::: MATERIAL PROVIDED

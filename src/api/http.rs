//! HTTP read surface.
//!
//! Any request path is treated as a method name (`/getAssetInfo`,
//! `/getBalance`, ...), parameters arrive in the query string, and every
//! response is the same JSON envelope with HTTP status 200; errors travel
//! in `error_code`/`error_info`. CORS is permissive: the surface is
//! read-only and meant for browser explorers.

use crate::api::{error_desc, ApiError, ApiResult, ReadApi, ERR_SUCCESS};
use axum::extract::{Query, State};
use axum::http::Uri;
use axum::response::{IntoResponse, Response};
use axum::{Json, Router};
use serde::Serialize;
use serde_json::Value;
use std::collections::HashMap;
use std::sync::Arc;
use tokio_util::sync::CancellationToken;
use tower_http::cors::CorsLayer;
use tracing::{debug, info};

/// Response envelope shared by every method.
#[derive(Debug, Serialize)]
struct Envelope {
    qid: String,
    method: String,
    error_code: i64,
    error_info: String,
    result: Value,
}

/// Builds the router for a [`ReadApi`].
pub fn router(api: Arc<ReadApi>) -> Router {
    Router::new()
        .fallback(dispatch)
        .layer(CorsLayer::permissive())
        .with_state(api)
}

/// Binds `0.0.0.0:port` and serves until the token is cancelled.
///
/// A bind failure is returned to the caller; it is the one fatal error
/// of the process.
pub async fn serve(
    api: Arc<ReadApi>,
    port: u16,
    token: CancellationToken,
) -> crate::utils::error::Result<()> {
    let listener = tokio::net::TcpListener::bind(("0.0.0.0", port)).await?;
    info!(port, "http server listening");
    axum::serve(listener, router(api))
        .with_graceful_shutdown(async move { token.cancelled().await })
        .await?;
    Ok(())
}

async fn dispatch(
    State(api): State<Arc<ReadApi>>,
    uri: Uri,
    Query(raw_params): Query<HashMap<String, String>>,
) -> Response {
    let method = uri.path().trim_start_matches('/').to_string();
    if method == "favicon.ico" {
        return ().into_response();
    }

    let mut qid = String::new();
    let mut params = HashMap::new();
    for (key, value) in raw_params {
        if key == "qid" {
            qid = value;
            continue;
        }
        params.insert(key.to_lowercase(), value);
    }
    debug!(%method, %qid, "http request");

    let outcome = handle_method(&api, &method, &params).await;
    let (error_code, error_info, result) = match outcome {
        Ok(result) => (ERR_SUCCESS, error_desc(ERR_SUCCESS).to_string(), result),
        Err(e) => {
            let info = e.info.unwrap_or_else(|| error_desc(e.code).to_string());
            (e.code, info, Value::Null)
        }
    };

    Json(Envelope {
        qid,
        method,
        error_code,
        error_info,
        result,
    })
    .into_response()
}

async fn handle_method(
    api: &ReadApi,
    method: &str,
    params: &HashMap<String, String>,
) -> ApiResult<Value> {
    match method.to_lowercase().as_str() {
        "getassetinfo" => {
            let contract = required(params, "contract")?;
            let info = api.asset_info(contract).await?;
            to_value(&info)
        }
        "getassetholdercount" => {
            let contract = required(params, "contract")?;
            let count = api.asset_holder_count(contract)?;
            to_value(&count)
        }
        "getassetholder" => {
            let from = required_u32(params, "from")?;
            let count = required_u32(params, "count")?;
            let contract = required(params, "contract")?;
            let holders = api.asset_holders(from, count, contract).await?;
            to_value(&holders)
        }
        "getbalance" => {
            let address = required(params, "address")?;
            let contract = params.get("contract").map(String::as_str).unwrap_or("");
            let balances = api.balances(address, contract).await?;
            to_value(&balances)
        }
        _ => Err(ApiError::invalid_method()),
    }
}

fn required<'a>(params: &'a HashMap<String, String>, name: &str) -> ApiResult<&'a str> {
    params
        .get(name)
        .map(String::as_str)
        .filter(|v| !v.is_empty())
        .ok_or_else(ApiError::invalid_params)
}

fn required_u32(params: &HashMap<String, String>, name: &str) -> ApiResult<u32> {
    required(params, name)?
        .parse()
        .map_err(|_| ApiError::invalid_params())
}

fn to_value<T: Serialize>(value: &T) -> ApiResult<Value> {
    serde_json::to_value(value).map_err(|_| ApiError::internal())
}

::::::
::: MATERIAL PROVIDED

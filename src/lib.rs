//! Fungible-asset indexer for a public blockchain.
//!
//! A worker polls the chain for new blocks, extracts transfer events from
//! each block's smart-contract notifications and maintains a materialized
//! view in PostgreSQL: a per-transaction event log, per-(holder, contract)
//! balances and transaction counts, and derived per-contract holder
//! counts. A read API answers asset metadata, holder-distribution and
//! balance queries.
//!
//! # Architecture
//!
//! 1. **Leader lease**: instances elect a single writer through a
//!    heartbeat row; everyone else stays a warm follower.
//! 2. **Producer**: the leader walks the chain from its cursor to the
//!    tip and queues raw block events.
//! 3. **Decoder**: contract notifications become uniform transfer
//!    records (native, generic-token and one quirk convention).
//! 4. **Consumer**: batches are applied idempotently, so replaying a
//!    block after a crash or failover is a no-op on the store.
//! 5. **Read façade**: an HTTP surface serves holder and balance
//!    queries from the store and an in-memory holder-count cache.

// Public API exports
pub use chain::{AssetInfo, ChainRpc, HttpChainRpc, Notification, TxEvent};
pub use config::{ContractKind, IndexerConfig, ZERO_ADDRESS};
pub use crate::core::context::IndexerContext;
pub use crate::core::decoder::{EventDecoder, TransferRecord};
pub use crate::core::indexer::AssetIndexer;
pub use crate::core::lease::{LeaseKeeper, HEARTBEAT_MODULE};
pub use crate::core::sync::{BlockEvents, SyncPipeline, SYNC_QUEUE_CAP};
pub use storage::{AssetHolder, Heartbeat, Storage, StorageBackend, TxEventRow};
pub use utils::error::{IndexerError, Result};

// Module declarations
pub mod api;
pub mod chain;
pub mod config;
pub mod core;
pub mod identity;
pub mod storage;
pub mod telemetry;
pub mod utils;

::::::

TASK REQUIREMENTS | Look through the entries above; copy each line where the string "Serialize" appears.

SOLUTION TO THIS TASK |
use serde::Serialize;
#[derive(Debug, Serialize)]
fn to_value<T: Serialize>(value: &T) -> ApiResult<Value> {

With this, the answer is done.